EDITORIAL: PERDÓN! YO MATÉ A ALAN.
El 12 de diciembre, fue encontrado en una vivienda de Temuco, el cadáver de Alan, un niño de 13 años. En situación de abandono y negligencia parental, había ingresado a un Centro de Reparación Especializada como medida de protección, pues nunca había cometido ningún delito. Su padre lo visitaba cada cierto tiempo, su abuela ocasionalmente, su madre jamás. Para satisfacer sus necesidades infantiles, vendía calendarios en las calles.
Cuatro adultos lo secuestraron, lo torturaron durante casi un día entero causándole múltiples fracturas y, luego, lo asesinaron asfixiándolo con una bolsa. Los hechores lo sindicaban como autor de la violación de una niñita de cinco años, aunque los peritajes han descartado la existencia del delito.
A partir del siglo XVII, en los principales países de Occidente, la persecución penal experimentó cambios significativos destinados a proteger a la persona humana de la violencia arbitraria y abusiva del Estado o, más bien dicho, de quienes ejercían el poder.
El proceso civilizatorio fue, así, consagrando derechos y garantías para fijar límites al poder punitivo de la autoridad. Los principios del Derecho Penal liberal fueron recibiendo paulatinamente consagración constitucional y legal. La presunción de inocencia, la exigencia de plena prueba más allá de toda duda razonable, la humanidad y proporcionalidad de las penas y el derecho al debido proceso, se fijaron como el marco mínimo del enjuiciamiento delictivo. La legalidad penal (tribunales preexistentes e independientes, delitos y penas preestablecidos por la ley) pasó a constituir la protección del hombre y la mujer comunes, aunque muchas veces atropellada por dictaduras de todos colores.
La autotutela o justicia por mano propia, fue descartada de la convivencia dentro de la sociedad, con excepciones muy limitadas y explicables como la legítima defensa. No obstante, debe recordarse que hasta bien avanzado el siglo XIX (1860), en EE.UU., país autoproclamado como cuna de las libertades, tuvieron legitimidad de hecho los “comités de vigilancia” destinados a prevenir la delincuencia pero que en la realidad perseguían solo a negros e inmigrantes, de todo lo cual aún subsisten groseros resabios como el Ku Klux Klan.
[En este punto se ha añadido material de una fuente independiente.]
//! Shared test utilities for domain testing
//!
//! This crate provides reusable test infrastructure for all domain crates:
//! - `TestDataBuilder`: Deterministic test data generation
//! - `assertions`: Custom assertion helpers
//!
//! # Usage
//!
//! ```rust
//! use test_utils::TestDataBuilder;
//!
//! let builder = TestDataBuilder::from_test_name("my_test");
//! let category_id = builder.record_id();
//! let product_name = builder.name("product", "main");
//! ```

use uuid::Uuid;

/// Builder for test data with deterministic randomization
///
/// This ensures tests are reproducible by using seeded random data.
pub struct TestDataBuilder {
    seed: u64,
}

impl TestDataBuilder {
    /// Create a new builder with a seed (for deterministic tests)
    pub fn new(seed: u64) -> Self {
        Self { seed }
    }

    /// Create from test name (generates seed from test name hash)
    ///
    /// This is the recommended way to create a builder for consistent test data.
    ///
    /// # Example
    ///
    /// ```
    /// use test_utils::TestDataBuilder;
    ///
    /// let builder = TestDataBuilder::from_test_name("test_create_product");
    /// ```
    pub fn from_test_name(name: &str) -> Self {
        use std::collections::hash_map::DefaultHasher;
        use std::hash::{Hash, Hasher};

        let mut hasher = DefaultHasher::new();
        name.hash(&mut hasher);
        Self::new(hasher.finish())
    }

    /// Generate a unique record ID for testing
    pub fn record_id(&self) -> Uuid {
        // Use seed to generate deterministic UUID
        let bytes = self.seed.to_le_bytes();
        let mut uuid_bytes = [0u8; 16];
        uuid_bytes[..8].copy_from_slice(&bytes);
        uuid_bytes[8..16].copy_from_slice(&bytes);
        Uuid::from_bytes(uuid_bytes)
    }

    /// Generate a unique name for testing
    ///
    /// # Arguments
    ///
    /// * `prefix` - The type of record (e.g., "product", "category")
    /// * `suffix` - A unique identifier within the test (e.g., "main", "backup")
    ///
    /// # Example
    ///
    /// ```
    /// use test_utils::TestDataBuilder;
    ///
    /// let builder = TestDataBuilder::from_test_name("my_test");
    /// let name = builder.name("product", "main");
    /// // Returns: "test-product-12345-main"
    /// ```
    pub fn name(&self, prefix: &str, suffix: &str) -> String {
        format!("test-{}-{}-{}", prefix, self.seed, suffix)
    }
}

/// Test assertion helpers
pub mod assertions {
    use uuid::Uuid;

    /// Assert that two UUIDs are equal with a nice error message
    pub fn assert_uuid_eq(actual: Uuid, expected: Uuid, context: &str) {
        assert_eq!(
            actual, expected,
            "{}: expected UUID {}, got {}",
            context, expected, actual
        );
    }

    /// Assert that an optional value is Some
    pub fn assert_some<T>(value: Option<T>, context: &str) -> T {
        value.unwrap_or_else(|| panic!("{}: expected Some, got None", context))
    }
}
En Chile, aunque los datos nos digan algo distinto, los medios de comunicación social y, en particular, los canales de televisión (incluyendo a la propia televisión pública), movidos por su afán patológico de incrementar lectorías y audiencias, han hecho un festín diario del delito e, irresponsablemente, han creado la convicción de que solo el incremento de los encarcelamientos pondrá término a este cáncer. No existe, en ninguno de ellos, un esfuerzo sistemático (y ni siquiera ocasional) destinado a educar a la población y a analizar en profundidad la multicausalidad de la delincuencia. Peor aún, los actores políticos, llamados a ser naturalmente líderes de la comunidad en pro del bien común, viven de la cuña y de la patochada cotidiana que pueden significarles tribuna, pero evaden sus propias responsabilidades. Así, el proyecto de nuevo Código Penal, la necesidad de sustituir el sistema de penas alternativas, duermen el sueño de su negligencia.
Alan está muerto. Muy probablemente era inocente. Si fue culpable, no tuvo derecho a un juicio justo ni la sociedad será capaz de hacerse responsable tanto del trato que les da a sus menores vulnerables como de contribuir a que todos seamos capaces de dejar atrás lo más bárbaro y primitivo de nuestros sentimientos y actitudes.
En suma, todos somos culpables. También nosotros.